BRIEF: Without any alteration, retype the records that appear below.

ENTRIES SHOWN:
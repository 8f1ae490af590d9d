//! Error types for the schema domain.
//!
//! Tree mutations never fail: a lookup miss is a no-op. The only fallible
//! operations are moving the document in and out of JSON and handing the
//! export to a clipboard sink.

use thiserror::Error;

/// Errors raised while (de)serializing a schema document
#[derive(Debug, Error)]
pub enum SchemaError {
    /// Document could not be encoded or decoded
    #[error("Serialization error: {0}")]
    Serialization(#[from] serde_json::Error),
}

/// Result alias for schema document operations
pub type SchemaResult<T> = Result<T, SchemaError>;

/// Errors reported by a clipboard sink
#[derive(Debug, Error)]
pub enum ClipboardError {
    /// Underlying write failed
    #[error("Clipboard write failed: {0}")]
    Io(#[from] std::io::Error),

    /// Sink cannot accept text right now
    #[error("Clipboard unavailable: {0}")]
    Unavailable(String),
}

ANSWER BELOW:
repository 8f1ae490af590d9d
//! Error types for the schema domain.
//!
//! Tree mutations never fail: a lookup miss is a no-op. The only fallible
//! operations are moving the document in and out of JSON and handing the
//! export to a clipboard sink.

use thiserror::Error;

/// Errors raised while (de)serializing a schema document
#[derive(Debug, Error)]
pub enum SchemaError {
    /// Document could not be encoded or decoded
    #[error("Serialization error: {0}")]
    Serialization(#[from] serde_json::Error),
}

/// Result alias for schema document operations
pub type SchemaResult<T> = Result<T, SchemaError>;

/// Errors reported by a clipboard sink
#[derive(Debug, Error)]
pub enum ClipboardError {
    /// Underlying write failed
    #[error("Clipboard write failed: {0}")]
    Io(#[from] std::io::Error),

    /// Sink cannot accept text right now
    #[error("Clipboard unavailable: {0}")]
    Unavailable(String),
}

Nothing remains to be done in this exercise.